# Attention All Motorcycle Riders !



## c.cloudwalker (Dec 11, 2011)

Although I would not use a helmet of this style (open face??? no idea what we call those in the US) I just love them. If this guy does full face helmets, I would consider ordering some for the studio with a one-off design 

Photo moto : Ces casques présentent des aspects étonnants

Enjoy!


----------



## SCraig (Dec 11, 2011)

Nah, I like mine just like it is


----------



## Fox_Racing_Guy (Dec 11, 2011)

I'll keep my standard Shoei & Arai full face helmets for road going and Fox for off road.
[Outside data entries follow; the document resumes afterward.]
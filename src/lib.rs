//! Lane Hopper - a lane-crossing arcade game
//!
//! Core modules:
//! - `sim`: Deterministic simulation (lanes, motion, collisions, round state)
//! - `renderer`: Render surface seam and the per-frame draw pass
//! - `platform`: Tick source and input source
//! - `settings`: Data-driven board configuration
//! - `game_loop`: Fixed-rate input -> update -> draw loop

pub mod game_loop;
pub mod platform;
pub mod renderer;
pub mod settings;
pub mod sim;

pub use settings::{GameConfig, SettingsError};

use glam::Vec2;

/// Game configuration constants
pub mod consts {
    /// Target frame rate of the frame loop
    pub const TARGET_FPS: f32 = 60.0;
    /// Largest elapsed time a single frame may report (seconds).
    /// Long stalls are capped so the simulation never jumps ahead.
    pub const MAX_FRAME_DT: f32 = 0.1;

    /// Classic board: 11 x 13 tiles of 60 px
    pub const TILE_SIZE: f32 = 60.0;
    pub const FIELD_COLS: u32 = 11;
    pub const FIELD_ROWS: u32 = 13;

    /// Player home cell (tile units)
    pub const HOME_TILE: (f32, f32) = (5.0, 11.0);
    pub const STARTING_LIVES: u8 = 3;
    /// Player hitbox (idle frame size, pixels)
    pub const PLAYER_WIDTH: f32 = 45.0;
    pub const PLAYER_HEIGHT: f32 = 31.0;

    /// Player hop animation: frame count and wall-clock interval per frame
    pub const PLAYER_FRAMES: u8 = 6;
    pub const PLAYER_FRAME_MS: f32 = 16.0;

    /// Turtle paddling animation
    pub const TURTLE_FRAMES: u8 = 3;
    pub const TURTLE_FRAME_MS: f32 = 240.0;

    /// Goal slot box is a quarter tile, centred slightly below the goal row centre
    pub const GOAL_SLOT_FRACTION: f32 = 0.25;
    pub const GOAL_SLOT_ROW_OFFSET: f32 = 0.6;

    /// Pause after losing a life before play resumes (seconds)
    pub const RESPAWN_DELAY: f32 = 1.0;
    /// Key presses are ignored for this long after a screen is entered (seconds)
    pub const SCREEN_GRACE: f32 = 0.25;
}

/// Convert an elapsed frame time into the motion scale (1.0 at the target rate)
#[inline]
pub fn dt_scale(dt_secs: f32) -> f32 {
    dt_secs * consts::TARGET_FPS
}

/// Pixel centre of a tile-unit position
#[inline]
pub fn tile_center_px(tile: Vec2, tile_size: f32) -> Vec2 {
    tile * tile_size + Vec2::splat(tile_size * 0.5)
}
About the only people the wear open face helmets in the US are Goldwing or trials riders.


----------



## c.cloudwalker (Dec 11, 2011)

Come on you guys, don't you want to ride around with a giant tit on you head?

:lmao:


----------



## SCraig (Dec 11, 2011)

Fox_Racing_Guy said:


> I'll keep my standard Shoei & Arai full face helmets for road going and Fox for off road. About the only people the wear open face helmets in the US are Goldwing or trials riders.


Don't forget the Harley guys


----------



## c.cloudwalker (Dec 11, 2011)

SCraig said:


> Don't forget the Harley guys



No room for a tit on a Harley rider's helmet, they wear bowls on their heads  :lmao:


----------